Large language models are undeniably smart, but why do they still “hallucinate” at the most critical moments?
A risk-control model spits out a plausible regulation that simply doesn’t exist. An internal knowledge Q&A returns a “close enough” but inaccurate compliance explanation. A technical document search pulls in an outdated version without warning…
This is not about the model being subpar — it’s about model inference lacking factual grounding.
Today, we are officially releasing the Yueli Knowledge Computation Engine (Yueli KGM Computing) — a dynamic scheduling middleware that combines a self-hosted inference orchestration layer with a compatibility gateway, open-sourced under the MIT license on GitHub. Its mission: to provide a deterministic knowledge anchor for trustworthy LLM reasoning.
Core Proposition: Boundaries First, Uniqueness Second
Yueli KGM Computing (hereafter KGM) is not yet another LLM application framework, nor is it meant to replace the vLLM or LangChain you are already using. Its positioning is crystal clear:
Self-hosted native inference + inference orchestration and compatibility gateway.

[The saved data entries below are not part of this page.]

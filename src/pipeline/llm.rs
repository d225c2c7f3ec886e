//! Language-model provider seam.
//!
//! The pipeline talks to models through [`CompletionProvider`], a one-method
//! trait that tests can fake with a scripted reply list. The production
//! implementation, [`EdgequakeProvider`], adapts any `edgequake_llm`
//! provider and classifies its failures: rate limiting (HTTP 429, "rate
//! limit", "too many requests") becomes [`ProviderError::RateLimited`] with
//! the server's "retry after" hint when one is present; everything else is
//! [`ProviderError::Api`].

use crate::config::PipelineConfig;
use crate::error::{DeckCoachError, ProviderError};
use async_trait::async_trait;
use edgequake_llm::{ChatMessage, CompletionOptions, LLMProvider, ProviderFactory};
use once_cell::sync::Lazy;
use regex::Regex;
use std::sync::Arc;
use std::time::{Duration, Instant};
use tracing::debug;

/// Default model when the caller names a provider but no model.
pub const DEFAULT_MODEL: &str = "gpt-4.1-nano";

/// One text completion request.
#[derive(Debug, Clone, PartialEq)]
pub struct CompletionRequest {
    pub system: Option<String>,
    pub prompt: String,
    pub max_tokens: usize,
    pub temperature: f32,
}

impl CompletionRequest {
    pub fn new(prompt: impl Into<String>, max_tokens: usize, temperature: f32) -> Self {
        Self {
            system: None,
            prompt: prompt.into(),
            max_tokens,
            temperature,
        }
    }

    pub fn with_system(mut self, system: impl Into<String>) -> Self {
        self.system = Some(system.into());
        self
    }
}

/// Anything that can turn a prompt into text.
#[async_trait]
pub trait CompletionProvider: Send + Sync {
    async fn complete(&self, request: &CompletionRequest) -> Result<String, ProviderError>;
}

/// [`CompletionProvider`] backed by an `edgequake_llm` provider.
pub struct EdgequakeProvider {
    inner: Arc<dyn LLMProvider>,
}

impl EdgequakeProvider {
    pub fn new(inner: Arc<dyn LLMProvider>) -> Self {
        Self { inner }
    }

    pub fn inner(&self) -> &Arc<dyn LLMProvider> {
        &self.inner
    }
}

#[async_trait]
impl CompletionProvider for EdgequakeProvider {
    async fn complete(&self, request: &CompletionRequest) -> Result<String, ProviderError> {
        let start = Instant::now();
        let mut messages = Vec::with_capacity(2);
        if let Some(ref system) = request.system {
            messages.push(ChatMessage::system(system));
        }
        messages.push(ChatMessage::user(&request.prompt));

        let options = CompletionOptions {
            temperature: Some(request.temperature),
            max_tokens: Some(request.max_tokens),
            ..Default::default()
        };

        match self.inner.chat(&messages, Some(&options)).await {
            Ok(response) => {
                debug!(
                    "completion: {} input tokens, {} output tokens, {:?}",
                    response.prompt_tokens,
                    response.completion_tokens,
                    start.elapsed()
                );
                Ok(response.content)
            }
            Err(e) => Err(classify_error(&e.to_string())),
        }
    }
}

// ── Error classification ─────────────────────────────────────────────────

static RE_RATE_LIMIT: Lazy<Regex> = Lazy::new(|| {
    Regex::new(r"(?i)\b429\b|rate[ _-]?limit|too many requests|resource[ _]exhausted").unwrap()
});

static RE_RETRY_HINT: Lazy<Regex> = Lazy::new(|| {
    Regex::new(
        r"(?i)(?:retry[ _-]?after|try again in|retry in|retrydelay)\W{0,4}([0-9]+(?:\.[0-9]+)?)\s*(ms|milliseconds?|s|secs?|seconds?)?",
    )
    .unwrap()
});

/// Map a provider error message onto [`ProviderError`].
pub fn classify_error(message: &str) -> ProviderError {
    if RE_RATE_LIMIT.is_match(message) {
        ProviderError::RateLimited {
            retry_after: parse_retry_hint(message),
        }
    } else {
        ProviderError::Api(message.to_string())
    }
}

/// Extract a "retry after N[s|ms]" style hint. Bare numbers are seconds.
pub fn parse_retry_hint(message: &str) -> Option<Duration> {
    let caps = RE_RETRY_HINT.captures(message)?;
    let value: f64 = caps.get(1)?.as_str().parse().ok()?;
    let unit = caps.get(2).map(|m| m.as_str().to_ascii_lowercase());
    let millis = match unit.as_deref() {
        Some(u) if u.starts_with("ms") || u.starts_with("milli") => value,
        _ => value * 1000.0,
    };
    if millis.is_finite() && millis >= 0.0 {
        Some(Duration::from_millis(millis.round() as u64))
    } else {
        None
    }
}

// ── Provider resolution ──────────────────────────────────────────────────

fn create_provider(provider_name: &str, model: &str) -> Result<Arc<dyn LLMProvider>, DeckCoachError> {
    ProviderFactory::create_llm_provider(provider_name, model).map_err(|e| {
        DeckCoachError::ProviderNotConfigured {
            provider: provider_name.to_string(),
            hint: format!("{e}"),
        }
    })
}

/// Resolve the LLM provider, from most-specific to least-specific:
///
/// 1. `config.provider`: pre-built by the caller
/// 2. `config.provider_name` + `config.model`
/// 3. `EDGEQUAKE_LLM_PROVIDER` + `EDGEQUAKE_MODEL` (both set)
/// 4. `OPENAI_API_KEY` present → OpenAI
/// 5. `ProviderFactory::from_env()` auto-detection
pub fn resolve_provider(config: &PipelineConfig) -> Result<Arc<dyn LLMProvider>, DeckCoachError> {
    if let Some(ref provider) = config.provider {
        return Ok(Arc::clone(provider));
    }

    if let Some(ref name) = config.provider_name {
        let model = config.model.as_deref().unwrap_or(DEFAULT_MODEL);
        return create_provider(name, model);
    }

    if let (Ok(prov), Ok(model)) = (
        std::env::var("EDGEQUAKE_LLM_PROVIDER"),
        std::env::var("EDGEQUAKE_MODEL"),
    ) {
        if !prov.is_empty() && !model.is_empty() {
            return create_provider(&prov, &model);
        }
    }

    if let Ok(openai_key) = std::env::var("OPENAI_API_KEY") {
        if !openai_key.is_empty() {
            let model = config.model.as_deref().unwrap_or(DEFAULT_MODEL);
            return create_provider("openai", model);
        }
    }

    let (llm_provider, _embedding) =
        ProviderFactory::from_env().map_err(|e| DeckCoachError::ProviderNotConfigured {
            provider: "auto".to_string(),
            hint: format!(
                "No LLM provider could be auto-detected from environment.\n\
                Set OPENAI_API_KEY, ANTHROPIC_API_KEY, or configure a provider.\n\
                Error: {}",
                e
            ),
        })?;

    Ok(llm_provider)
}

#[cfg(test)]
mod tests {
    use super::*;

    #[test]
    fn classifies_429_as_rate_limit() {
        let e = classify_error("HTTP 429 Too Many Requests");
        assert!(matches!(e, ProviderError::RateLimited { retry_after: None }));
    }

    #[test]
    fn classifies_openai_style_hint() {
        let e = classify_error(
            "Rate limit reached for gpt-4.1-nano. Please try again in 6.5s. Visit ...",
        );
        match e {
            ProviderError::RateLimited { retry_after } => {
                assert_eq!(retry_after, Some(Duration::from_millis(6500)));
            }
            other => panic!("unexpected {other:?}"),
        }
    }

    #[test]
    fn parses_millisecond_hints() {
        assert_eq!(
            parse_retry_hint("rate_limit_exceeded: try again in 450ms"),
            Some(Duration::from_millis(450))
        );
    }

    #[test]
    fn bare_retry_after_is_seconds() {
        assert_eq!(
            parse_retry_hint("429; Retry-After: 30"),
            Some(Duration::from_secs(30))
        );
    }

    #[test]
    fn gemini_resource_exhausted_is_rate_limit() {
        let e = classify_error("RESOURCE_EXHAUSTED: quota exceeded, retryDelay: \"12s\"");
        assert!(matches!(
            e,
            ProviderError::RateLimited { retry_after: Some(d) } if d == Duration::from_secs(12)
        ));
    }

    #[test]
    fn other_errors_are_api_errors() {
        let e = classify_error("401 Unauthorized: invalid api key");
        assert!(matches!(e, ProviderError::Api(ref m) if m.contains("401")));
    }

    #[test]
    fn request_builder_sets_system() {
        let r = CompletionRequest::new("hi", 10, 0.5).with_system("sys");
        assert_eq!(r.system.as_deref(), Some("sys"));
        assert_eq!(r.max_tokens, 10);
    }
}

You can self-deploy models suitable for enterprise private deployment scenarios and perform local inference; you can also orchestrate a mix of local inference and cloud MaaS services, with KGM acting as the gateway and orchestration layer, offloading the primary compute to external inference services. Furthermore, you can extend and develop on top of the open-source codebase to define your own enterprise scheduling routes and workflows.
In one sentence:
yueli-kgm-computing is the knowledge infrastructure layer for enterprise AI applications, making LLMs more trustworthy and reliable.
KGM is purpose-built for the following scenarios:
- Enterprise intelligent application development and algorithm service foundation
- Structured extraction of private enterprise data and automated knowledge graph construction
- Anchoring LLM inference to knowledge graph fact nodes (reducing hallucinations, increasing traceability)
- Unified semantic computation for multimodal content
- Providing standardized knowledge APIs for enterprise AI applications, supporting full-stack private deployment
- Unified encapsulation, offering data audit cost control and data security assurance
What’s Delivered: Four Clear Capability Lines
Once installed, @haxitag/yueli-kgm-computing gives you four things:
① Dual-Protocol HTTP Surface
Within the same process, two API sets are exposed simultaneously: OpenAI-compatible (/v1/chat/completions) and Anthropic-compatible (/v1/messages). Tool semantics are bidirectionally mapped — OpenAI’s tool_calls and Anthropic’s tool_use are automatically converted at the gateway layer.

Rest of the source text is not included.